» **What the task asks**
Track down each line below containing the string "Clone" and copy it.

» **Data provided**
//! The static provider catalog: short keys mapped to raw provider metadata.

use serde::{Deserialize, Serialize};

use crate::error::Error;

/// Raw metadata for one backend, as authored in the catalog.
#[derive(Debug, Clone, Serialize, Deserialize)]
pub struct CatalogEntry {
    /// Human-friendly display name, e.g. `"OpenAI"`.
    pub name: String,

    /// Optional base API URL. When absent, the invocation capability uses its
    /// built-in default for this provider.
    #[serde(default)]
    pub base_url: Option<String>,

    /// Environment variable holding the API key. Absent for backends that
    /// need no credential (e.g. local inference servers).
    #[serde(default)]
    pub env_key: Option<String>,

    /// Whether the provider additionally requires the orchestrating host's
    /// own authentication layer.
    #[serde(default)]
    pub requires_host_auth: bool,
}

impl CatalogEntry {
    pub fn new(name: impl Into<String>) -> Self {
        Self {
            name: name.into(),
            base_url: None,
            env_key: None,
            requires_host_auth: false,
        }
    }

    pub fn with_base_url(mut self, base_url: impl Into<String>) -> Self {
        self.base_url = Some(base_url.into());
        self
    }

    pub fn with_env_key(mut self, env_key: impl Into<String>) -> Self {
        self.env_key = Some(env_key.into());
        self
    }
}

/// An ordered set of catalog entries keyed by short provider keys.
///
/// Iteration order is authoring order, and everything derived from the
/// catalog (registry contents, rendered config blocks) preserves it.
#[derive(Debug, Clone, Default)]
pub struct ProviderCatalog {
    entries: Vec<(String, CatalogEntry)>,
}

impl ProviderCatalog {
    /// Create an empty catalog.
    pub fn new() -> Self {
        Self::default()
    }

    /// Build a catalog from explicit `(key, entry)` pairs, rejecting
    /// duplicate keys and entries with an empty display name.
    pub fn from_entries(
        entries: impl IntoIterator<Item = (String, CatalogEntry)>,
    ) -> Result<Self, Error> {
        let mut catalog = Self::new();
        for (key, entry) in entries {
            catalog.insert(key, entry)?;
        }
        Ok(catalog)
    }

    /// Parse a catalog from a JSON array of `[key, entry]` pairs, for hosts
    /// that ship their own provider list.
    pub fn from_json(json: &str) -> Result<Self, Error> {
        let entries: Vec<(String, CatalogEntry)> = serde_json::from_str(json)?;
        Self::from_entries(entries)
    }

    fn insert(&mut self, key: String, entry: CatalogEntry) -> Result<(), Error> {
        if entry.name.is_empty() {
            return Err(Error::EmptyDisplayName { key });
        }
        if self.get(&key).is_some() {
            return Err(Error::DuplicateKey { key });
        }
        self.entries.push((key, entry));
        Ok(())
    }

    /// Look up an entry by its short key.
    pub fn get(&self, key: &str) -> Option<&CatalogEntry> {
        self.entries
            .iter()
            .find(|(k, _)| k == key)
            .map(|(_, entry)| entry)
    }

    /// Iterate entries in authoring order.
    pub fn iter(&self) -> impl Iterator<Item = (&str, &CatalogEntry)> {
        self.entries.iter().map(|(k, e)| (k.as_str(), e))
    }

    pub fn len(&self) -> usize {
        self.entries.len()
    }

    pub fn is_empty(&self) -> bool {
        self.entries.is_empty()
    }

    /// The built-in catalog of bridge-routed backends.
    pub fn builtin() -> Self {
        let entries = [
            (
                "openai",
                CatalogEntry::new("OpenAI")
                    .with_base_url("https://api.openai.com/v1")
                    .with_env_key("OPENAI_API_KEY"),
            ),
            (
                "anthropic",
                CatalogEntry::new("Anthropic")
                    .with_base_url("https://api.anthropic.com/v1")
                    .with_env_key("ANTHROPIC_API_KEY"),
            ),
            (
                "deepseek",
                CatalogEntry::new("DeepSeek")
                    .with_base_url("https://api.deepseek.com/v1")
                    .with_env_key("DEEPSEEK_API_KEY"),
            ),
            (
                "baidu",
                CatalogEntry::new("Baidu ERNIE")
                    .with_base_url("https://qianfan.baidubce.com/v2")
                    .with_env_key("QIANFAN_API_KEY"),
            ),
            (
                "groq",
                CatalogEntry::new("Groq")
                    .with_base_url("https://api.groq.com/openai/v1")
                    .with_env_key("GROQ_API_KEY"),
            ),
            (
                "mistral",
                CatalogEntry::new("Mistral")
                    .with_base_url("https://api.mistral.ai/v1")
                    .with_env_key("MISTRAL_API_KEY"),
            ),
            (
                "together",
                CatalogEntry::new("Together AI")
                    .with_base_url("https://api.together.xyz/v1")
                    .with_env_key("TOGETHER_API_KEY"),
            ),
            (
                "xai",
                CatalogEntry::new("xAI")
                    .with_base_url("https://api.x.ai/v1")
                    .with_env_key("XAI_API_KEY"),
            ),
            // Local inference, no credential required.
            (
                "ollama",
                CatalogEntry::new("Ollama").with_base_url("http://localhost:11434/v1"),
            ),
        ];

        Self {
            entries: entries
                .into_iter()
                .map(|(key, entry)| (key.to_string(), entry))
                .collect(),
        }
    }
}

* * *

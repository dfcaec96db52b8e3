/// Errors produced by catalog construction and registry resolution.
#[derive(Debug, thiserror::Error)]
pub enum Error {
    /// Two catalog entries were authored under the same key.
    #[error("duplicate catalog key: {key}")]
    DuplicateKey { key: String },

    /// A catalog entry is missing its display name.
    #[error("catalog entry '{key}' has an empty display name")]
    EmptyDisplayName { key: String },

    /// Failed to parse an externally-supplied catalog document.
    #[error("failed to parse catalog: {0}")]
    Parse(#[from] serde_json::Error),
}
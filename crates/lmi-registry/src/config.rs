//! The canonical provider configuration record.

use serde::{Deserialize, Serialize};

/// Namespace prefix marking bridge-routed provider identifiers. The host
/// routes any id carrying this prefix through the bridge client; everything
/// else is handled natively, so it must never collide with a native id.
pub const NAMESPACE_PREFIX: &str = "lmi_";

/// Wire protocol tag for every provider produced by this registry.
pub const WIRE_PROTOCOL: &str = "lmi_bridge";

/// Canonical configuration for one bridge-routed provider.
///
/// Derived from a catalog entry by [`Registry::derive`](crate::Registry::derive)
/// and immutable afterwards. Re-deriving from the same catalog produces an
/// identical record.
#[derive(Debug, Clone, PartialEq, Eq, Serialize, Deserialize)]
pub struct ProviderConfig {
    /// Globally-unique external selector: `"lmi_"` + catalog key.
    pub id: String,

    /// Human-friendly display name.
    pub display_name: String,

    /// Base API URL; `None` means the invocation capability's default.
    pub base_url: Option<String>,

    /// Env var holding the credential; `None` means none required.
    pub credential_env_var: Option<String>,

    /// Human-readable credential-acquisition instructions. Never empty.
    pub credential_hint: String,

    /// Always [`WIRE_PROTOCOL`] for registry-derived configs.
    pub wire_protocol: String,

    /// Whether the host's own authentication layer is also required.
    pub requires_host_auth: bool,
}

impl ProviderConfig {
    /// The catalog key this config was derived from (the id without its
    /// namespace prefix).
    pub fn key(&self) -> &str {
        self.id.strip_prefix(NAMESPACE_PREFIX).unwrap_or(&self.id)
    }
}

» **Task result**
#[derive(Debug, Clone, Serialize, Deserialize)]
#[derive(Debug, Clone, Default)]
#[derive(Debug, Clone, PartialEq, Eq, Serialize, Deserialize)]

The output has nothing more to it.